PDA

View Full Version : Batch download Library of Congress images


darkbluesky
12-07-08, 07:35 AM
Hello,

I hope someone here could help me. I want to download a lot of images from the Library of Congress (they are royalty free, and downloadable). http://lcweb2.loc.gov/cgi-bin/query/p?pp/fsaall:@filreq(@field(COLLID+fsac)+@field(COLLID+f sac))::SortBy=CALL

But I want to download the full size TIFF files (44-190 Mb each one), whom link is available in the page of each photo, found after clicking on each thumbnail (i.e. http://lcweb2.loc.gov/cgi-bin/query/I?fsaall:1:./temp/~pp_gddM::displayType=1:m856sd=fsac:m856sf=1a33849 :@@@mdb=fsaall )

In that page there is also a link in the top 'Bibliographic Information', that shows the data of the photo (title, author, year, etc) that I need to download too.

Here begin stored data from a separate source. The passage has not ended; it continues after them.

//! Enumerated configuration values.

use std::fmt;

use super::key::ConfigEnum;

/// Gender presentation selection.
///
/// Ordinals are wire format (legacy documents store the number); never
/// reorder the variant list.
#[derive(Debug, Clone, Copy, PartialEq, Eq)]
pub enum Gender {
    Male,
    Female,
    Other,
}

impl Gender {
    pub fn can_have_breasts(self) -> bool {
        !matches!(self, Gender::Male)
    }
}

impl ConfigEnum for Gender {
    const VARIANTS: &'static [Self] = &[Gender::Male, Gender::Female, Gender::Other];

    fn name(&self) -> &'static str {
        match self {
            Gender::Male => "MALE",
            Gender::Female => "FEMALE",
            Gender::Other => "OTHER",
        }
    }
}

/// Displayed pronoun set entry.
#[derive(Debug, Clone, Copy, PartialEq, Eq)]
pub enum Pronoun {
    She,
    He,
    They,
    It,
}

impl Pronoun {
    pub fn subjective(self) -> &'static str {
        match self {
            Pronoun::She => "she",
            Pronoun::He => "he",
            Pronoun::They => "they",
            Pronoun::It => "it",
        }
    }

    pub fn objective(self) -> &'static str {
        match self {
            Pronoun::She => "her",
            Pronoun::He => "him",
            Pronoun::They => "them",
            Pronoun::It => "its",
        }
    }

    /// Display form for a selected pronoun list: `she/her` for a single
    /// entry, `she/they` for a pair. Entries past the second are not shown.
    pub fn format(pronouns: &[Pronoun]) -> Option<String> {
        match pronouns {
            [] => None,
            [only] => Some(only.to_string()),
            [first, second, ..] => Some(format!("{}/{}", first.subjective(), second.subjective())),
        }
    }
}

impl fmt::Display for Pronoun {
    fn fmt(&self, f: &mut fmt::Formatter<'_>) -> fmt::Result {
        write!(f, "{}/{}", self.subjective(), self.objective())
    }
}

impl ConfigEnum for Pronoun {
    const VARIANTS: &'static [Self] = &[Pronoun::She, Pronoun::He, Pronoun::They, Pronoun::It];

    fn name(&self) -> &'static str {
        match self {
            Pronoun::She => "SHE",
            Pronoun::He => "HE",
            Pronoun::They => "THEY",
            Pronoun::It => "IT",
        }
    }
}

/// How much detail the sync log records.
#[derive(Debug, Clone, Copy, PartialEq, Eq)]
pub enum SyncVerbosity {
    /// Outcome entries only.
    Default,
    /// Outcome entries plus per-attempt detail.
    Verbose,
    /// Failures only.
    Silent,
}

impl ConfigEnum for SyncVerbosity {
    const VARIANTS: &'static [Self] = &[
        SyncVerbosity::Default,
        SyncVerbosity::Verbose,
        SyncVerbosity::Silent,
    ];

    fn name(&self) -> &'static str {
        match self {
            SyncVerbosity::Default => "DEFAULT",
            SyncVerbosity::Verbose => "VERBOSE",
            SyncVerbosity::Silent => "SILENT",
        }
    }
}

/// When the in-world player list overlay is shown.
#[derive(Debug, Clone, Copy, PartialEq, Eq)]
pub enum ShowPlayerListMode {
    ModUiOnly,
    TabList,
    Always,
}

impl ConfigEnum for ShowPlayerListMode {
    const VARIANTS: &'static [Self] = &[
        ShowPlayerListMode::ModUiOnly,
        ShowPlayerListMode::TabList,
        ShowPlayerListMode::Always,
    ];

    fn name(&self) -> &'static str {
        match self {
            ShowPlayerListMode::ModUiOnly => "MOD_UI_ONLY",
            ShowPlayerListMode::TabList => "TAB_LIST",
            ShowPlayerListMode::Always => "ALWAYS",
        }
    }
}

#[cfg(test)]
mod tests {
    use super::*;

    #[test]
    fn gender_breast_capability() {
        assert!(!Gender::Male.can_have_breasts());
        assert!(Gender::Female.can_have_breasts());
        assert!(Gender::Other.can_have_breasts());
    }

    #[test]
    fn pronoun_format() {
        assert_eq!(Pronoun::format(&[]), None);
        assert_eq!(Pronoun::format(&[Pronoun::She]), Some("she/her".into()));
        assert_eq!(
            Pronoun::format(&[Pronoun::She, Pronoun::They]),
            Some("she/they".into())
        );
    }

    #[test]
    fn enum_name_round_trip() {
        for gender in Gender::VARIANTS {
            assert_eq!(Gender::from_name(gender.name()), Some(*gender));
        }
        for pronoun in Pronoun::VARIANTS {
            assert_eq!(
                Pronoun::from_ordinal(pronoun.ordinal() as u64),
                Some(*pronoun)
            );
        }
    }
}
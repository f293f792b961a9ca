//! Cloud synchronization: audit log, rate gate, and the sync driver.

mod cloud;
mod error;
mod gate;
mod log;

pub use cloud::{CloudClient, CloudSync, SyncOutcome, SyncWorker};
pub use error::SyncError;
pub use gate::{MIN_SYNC_INTERVAL, RateGate};
pub use log::{COLOR_ERROR, COLOR_INFO, COLOR_OK, SYNC_LOG_CAPACITY, SyncLog, SyncLogEntry};
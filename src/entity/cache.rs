//! Entity config cache and player roster.
//!
//! Non-player entities are looked up far more often than they change, so
//! their configs live in an idle-expiring map: any access refreshes the
//! entry, and an entry untouched for the idle window is rebuilt from scratch
//! on its next lookup. Players are never silently evicted; the roster holds
//! them until the owner removes them on leave.
//!
//! Both maps hand out `Arc<Mutex<_>>` handles: the map lock is held only for
//! the lookup, and mutation of one entity serializes on its own handle.

use std::collections::HashMap;
use std::path::PathBuf;
use std::sync::{Arc, Mutex, MutexGuard};
use std::time::{Duration, Instant};

use uuid::Uuid;

use crate::clock::{Clock, SystemClock};
use crate::entity::config::EntityConfig;
use crate::entity::player::PlayerConfig;

/// How long an entity config may go unaccessed before it is dropped.
pub const IDLE_EXPIRY: Duration = Duration::from_secs(5 * 60);

struct CacheEntry {
    config: Arc<Mutex<EntityConfig>>,
    last_access: Instant,
}

pub struct EntityCache {
    entries: Mutex<HashMap<Uuid, CacheEntry>>,
    idle_expiry: Duration,
    clock: Arc<dyn Clock>,
}

impl EntityCache {
    pub fn new() -> Self {
        Self::with_clock(Arc::new(SystemClock), IDLE_EXPIRY)
    }

    pub fn with_clock(clock: Arc<dyn Clock>, idle_expiry: Duration) -> Self {
        Self {
            entries: Mutex::new(HashMap::new()),
            idle_expiry,
            clock,
        }
    }

    fn lock(&self) -> MutexGuard<'_, HashMap<Uuid, CacheEntry>> {
        self.entries.lock().expect("entity cache lock poisoned")
    }

    /// The live config for `uuid`, constructing one when absent or expired.
    ///
    /// Compute-if-absent happens under the map lock, so two concurrent first
    /// accesses for the same identity observe one instance.
    pub fn get(&self, uuid: Uuid) -> Arc<Mutex<EntityConfig>> {
        let now = self.clock.now();
        let mut entries = self.lock();
        // Expired entries are swept on lookup rather than revived, so an
        // idle entity comes back with fresh (default) transient state.
        let idle_expiry = self.idle_expiry;
        entries.retain(|_, entry| now.duration_since(entry.last_access) < idle_expiry);
        let entry = entries.entry(uuid).or_insert_with(|| CacheEntry {
            config: Arc::new(Mutex::new(EntityConfig::new(uuid))),
            last_access: now,
        });
        entry.last_access = now;
        entry.config.clone()
    }

    /// Drop expired entries without touching the rest. Returns how many were
    /// evicted. For callers that sweep on a timer instead of relying on the
    /// lookup-path sweep.
    pub fn evict_idle(&self) -> usize {
        let now = self.clock.now();
        let mut entries = self.lock();
        let before = entries.len();
        let idle_expiry = self.idle_expiry;
        entries.retain(|_, entry| now.duration_since(entry.last_access) < idle_expiry);
        before - entries.len()
    }

    /// Drop one identity outright, e.g. when a durable player config takes
    /// over the same UUID.
    pub fn remove(&self, uuid: Uuid) {
        self.lock().remove(&uuid);
    }

    pub fn len(&self) -> usize {
        self.lock().len()
    }

    pub fn is_empty(&self) -> bool {
        self.lock().is_empty()
    }
}

impl Default for EntityCache {
    fn default() -> Self {
        Self::new()
    }
}

/// Durable player configs, held for as long as the player is present.
pub struct PlayerRoster {
    players: Mutex<HashMap<Uuid, Arc<Mutex<PlayerConfig>>>>,
    config_dir: PathBuf,
}

impl PlayerRoster {
    pub fn new(config_dir: impl Into<PathBuf>) -> Self {
        Self {
            players: Mutex::new(HashMap::new()),
            config_dir: config_dir.into(),
        }
    }

    fn lock(&self) -> MutexGuard<'_, HashMap<Uuid, Arc<Mutex<PlayerConfig>>>> {
        self.players.lock().expect("player roster lock poisoned")
    }

    pub fn get(&self, uuid: Uuid) -> Option<Arc<Mutex<PlayerConfig>>> {
        self.lock().get(&uuid).cloned()
    }

    /// The player's config, created on first reference.
    pub fn get_or_add(&self, uuid: Uuid) -> Arc<Mutex<PlayerConfig>> {
        self.lock()
            .entry(uuid)
            .or_insert_with(|| {
                Arc::new(Mutex::new(PlayerConfig::new(uuid, &self.config_dir)))
            })
            .clone()
    }

    /// Register a joining player, dropping any transient entity-cache entry
    /// the durable config replaces.
    pub fn join(&self, uuid: Uuid, entities: &EntityCache) -> Arc<Mutex<PlayerConfig>> {
        entities.remove(uuid);
        self.get_or_add(uuid)
    }

    /// Forget a departed player. The handle stays valid for anyone still
    /// holding it.
    pub fn remove(&self, uuid: Uuid) -> Option<Arc<Mutex<PlayerConfig>>> {
        self.lock().remove(&uuid)
    }

    /// Snapshot of the present players.
    pub fn uuids(&self) -> Vec<Uuid> {
        self.lock().keys().copied().collect()
    }
}

#[cfg(test)]
mod tests {
    use super::*;
    use crate::clock::ManualClock;

    fn cache_with_clock() -> (EntityCache, ManualClock) {
        let clock = ManualClock::new();
        let cache = EntityCache::with_clock(Arc::new(clock.clone()), IDLE_EXPIRY);
        (cache, clock)
    }

    #[test]
    fn repeated_lookup_returns_same_instance() {
        let (cache, _clock) = cache_with_clock();
        let uuid = Uuid::new_v4();
        let first = cache.get(uuid);
        let second = cache.get(uuid);
        assert!(Arc::ptr_eq(&first, &second));
        assert_eq!(cache.len(), 1);
    }

    #[test]
    fn idle_entry_is_rebuilt_after_expiry() {
        let (cache, clock) = cache_with_clock();
        let uuid = Uuid::new_v4();
        let first = cache.get(uuid);
        clock.advance(IDLE_EXPIRY + Duration::from_secs(1));
        let second = cache.get(uuid);
        assert!(!Arc::ptr_eq(&first, &second));
    }

    #[test]
    fn access_resets_the_idle_timer() {
        let (cache, clock) = cache_with_clock();
        let uuid = Uuid::new_v4();
        let first = cache.get(uuid);
        clock.advance(IDLE_EXPIRY - Duration::from_secs(1));
        cache.get(uuid);
        clock.advance(IDLE_EXPIRY - Duration::from_secs(1));
        let third = cache.get(uuid);
        assert!(Arc::ptr_eq(&first, &third));
    }

    #[test]
    fn evict_idle_reports_removed_count() {
        let (cache, clock) = cache_with_clock();
        cache.get(Uuid::new_v4());
        cache.get(Uuid::new_v4());
        clock.advance(Duration::from_secs(60));
        let survivor = Uuid::new_v4();
        cache.get(survivor);
        clock.advance(IDLE_EXPIRY - Duration::from_secs(30));
        assert_eq!(cache.evict_idle(), 2);
        assert_eq!(cache.len(), 1);
    }

    #[test]
    fn join_replaces_transient_entry() {
        let dir = tempfile::tempdir().expect("tempdir");
        let (cache, _clock) = cache_with_clock();
        let roster = PlayerRoster::new(dir.path());
        let uuid = Uuid::new_v4();

        cache.get(uuid);
        assert_eq!(cache.len(), 1);
        let player = roster.join(uuid, &cache);
        assert!(cache.is_empty());
        assert_eq!(player.lock().unwrap().uuid(), uuid);
        assert!(Arc::ptr_eq(&player, &roster.get_or_add(uuid)));
    }

    #[test]
    fn roster_remove_forgets_the_player() {
        let dir = tempfile::tempdir().expect("tempdir");
        let roster = PlayerRoster::new(dir.path());
        let uuid = Uuid::new_v4();
        roster.get_or_add(uuid);
        assert_eq!(roster.uuids(), vec![uuid]);
        assert!(roster.remove(uuid).is_some());
        assert!(roster.get(uuid).is_none());
    }
}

So the problem is to batch download these TIFF files, and ALSO the bibliograpahic info, in some way they both are related (same name, same folder...?, etc). I have tried a lot of batch image downloaders, and "site crawlers", but I have not success.

Please, do you have some idea/advice on how to do that or how to use a, maybe, site crawler (?), to do what I want?

Thank you very much!